The US Senate Committee on Foreign Relations in May passed the US Strategic Competition Act of 2021, which authorizes $300 million to be appropriated for each fiscal year to "counter the malign influence of the Chinese Communist Party globally".Then came the Senate's approval of the US Innovation and Competition Act last month.

"Both the Senate and the House have provisions that continue to treat Taiwan as a vital part of America's Indo-Pacific strategy," Pivot to Peace co-founder Julie Tang said.

The Senate's version would allow US government officials to interact "directly and routinely" with officials of Taiwan's Democratic Progressive Party and force the US Department of State to change other diplomatic protocols toward Taiwan, said Tang.

"The reversal of current protocols allows the US to move toward a commitment to oppose unification militarily. The Eagle Act, for now, has refrained from that posture," she said, "We are concerned that the House would buckle down to the Senate's hawkish version.

"These changes would materially change the one-China agreement and push China into war over the Taiwan question."

Tang said that of most concern are the Eagle Act's provision for $200 million in funding for "international militarization and education" and the $10 million to promote so-called democracy in Hong Kong.

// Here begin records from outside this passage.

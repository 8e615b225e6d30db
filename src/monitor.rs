//! Performance logging for gateway calls.
//!
//! Appends one JSON line per recorded call to a daily file
//! `performance_<YYYY-MM-DD>.log` in the configured directory. Logging is
//! best-effort: failures are logged and swallowed, never surfaced to the
//! conversation.

use chrono::{DateTime, Utc};
use serde_json::{json, Value};
use std::fs::{self, OpenOptions};
use std::io::Write;
use std::path::{Path, PathBuf};
use std::time::Duration;
use tracing::warn;

/// Outcome of one recorded call
#[derive(Debug, Clone, Copy, PartialEq, Eq)]
pub enum CallStatus {
    Success,
    Failure,
}

impl CallStatus {
    pub fn as_str(&self) -> &'static str {
        match self {
            CallStatus::Success => "success",
            CallStatus::Failure => "failure",
        }
    }
}

/// Writer for the daily performance log
#[derive(Debug, Clone)]
pub struct PerformanceLogger {
    dir: PathBuf,
}

impl PerformanceLogger {
    pub fn new(dir: impl AsRef<Path>) -> Self {
        Self {
            dir: dir.as_ref().to_path_buf(),
        }
    }

    /// Path of the log file entries are currently appended to
    pub fn current_log_path(&self) -> PathBuf {
        self.log_path_at(Utc::now())
    }

    fn log_path_at(&self, now: DateTime<Utc>) -> PathBuf {
        self.dir.join(format!("performance_{}.log", now.format("%Y-%m-%d")))
    }

    /// Record one call. `details` must be a JSON object; its fields are
    /// merged into the log entry.
    pub fn record(&self, function: &str, duration: Duration, status: CallStatus, details: Value) {
        if let Err(err) = self.record_at(function, duration, status, details, Utc::now()) {
            warn!(error = %err, "Error writing performance log entry");
        }
    }

    fn record_at(
        &self,
        function: &str,
        duration: Duration,
        status: CallStatus,
        details: Value,
        now: DateTime<Utc>,
    ) -> std::io::Result<()> {
        let mut entry = json!({
            "timestamp": now.to_rfc3339(),
            "function": function,
            "duration_seconds": duration.as_secs_f64(),
            "status": status.as_str(),
        });

        if let (Some(fields), Some(extra)) = (entry.as_object_mut(), details.as_object()) {
            for (key, value) in extra {
                fields.insert(key.clone(), value.clone());
            }
        }

        fs::create_dir_all(&self.dir)?;
        let mut file = OpenOptions::new()
            .create(true)
            .append(true)
            .open(self.log_path_at(now))?;
        writeln!(file, "{}", entry)?;
        Ok(())
    }
}

#[cfg(test)]
mod tests {
    use super::*;

    #[test]
    fn test_record_writes_one_json_line() {
        let dir = tempfile::tempdir().unwrap();
        let logger = PerformanceLogger::new(dir.path());

        logger.record(
            "generate_reply",
            Duration::from_millis(1500),
            CallStatus::Success,
            json!({"history_length": 4}),
        );

        let contents = fs::read_to_string(logger.current_log_path()).unwrap();
        let lines: Vec<&str> = contents.lines().collect();
        assert_eq!(lines.len(), 1);

        let entry: Value = serde_json::from_str(lines[0]).unwrap();
        assert_eq!(entry["function"], "generate_reply");
        assert_eq!(entry["status"], "success");
        assert_eq!(entry["history_length"], 4);
        assert!((entry["duration_seconds"].as_f64().unwrap() - 1.5).abs() < 1e-9);
        assert!(entry["timestamp"].as_str().unwrap().contains('T'));
    }

    #[test]
    fn test_records_append_to_the_same_daily_file() {
        let dir = tempfile::tempdir().unwrap();
        let logger = PerformanceLogger::new(dir.path());

        logger.record("generate_reply", Duration::from_secs(1), CallStatus::Success, json!({}));
        logger.record(
            "generate_reply",
            Duration::from_secs(2),
            CallStatus::Failure,
            json!({"error": "quota"}),
        );

        let contents = fs::read_to_string(logger.current_log_path()).unwrap();
        assert_eq!(contents.lines().count(), 2);

        let second: Value = serde_json::from_str(contents.lines().nth(1).unwrap()).unwrap();
        assert_eq!(second["status"], "failure");
        assert_eq!(second["error"], "quota");
    }

    #[test]
    fn test_log_file_is_named_for_the_day() {
        let dir = tempfile::tempdir().unwrap();
        let logger = PerformanceLogger::new(dir.path());

        let name = logger.current_log_path();
        let name = name.file_name().unwrap().to_str().unwrap();
        assert!(name.starts_with("performance_"));
        assert!(name.ends_with(".log"));
    }

    #[test]
    fn test_record_into_unwritable_dir_is_swallowed() {
        // Points at a path that cannot be created (parent is a file).
        let dir = tempfile::tempdir().unwrap();
        let blocker = dir.path().join("blocker");
        fs::write(&blocker, "not a directory").unwrap();

        let logger = PerformanceLogger::new(blocker.join("logs"));
        // Must not panic or return an error.
        logger.record("generate_reply", Duration::from_secs(1), CallStatus::Success, json!({}));
    }
}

"This money would break up Hong Kong and bring it back to the chaos of 2019," she said. "The US invaded countries such as Libya, Yemen, Iraq, Afghanistan. After the invasion, there were over 1 million dead and hundreds of thousands of refugees fleeing into Europe from those Muslim countries. The countries were much worse off after the US' invasion."

Jeffrey Shurtleff, a human rights activist, told China Daily: "Through history, the United States and other colonial powers have tried to divide China. We have been told that Hong Kong is a democracy separate from China. These are lies.

"There has been 'free Xinjiang' and 'free Xizang (Tibet)'. This is inside of China; it has nothing to do with America. There is one China," said Shurtleff, who also participated in Sunday's protest.

"I have worked for human rights and for Amnesty International, and we have been wrong. We have been wrong many times, unknowingly," he said.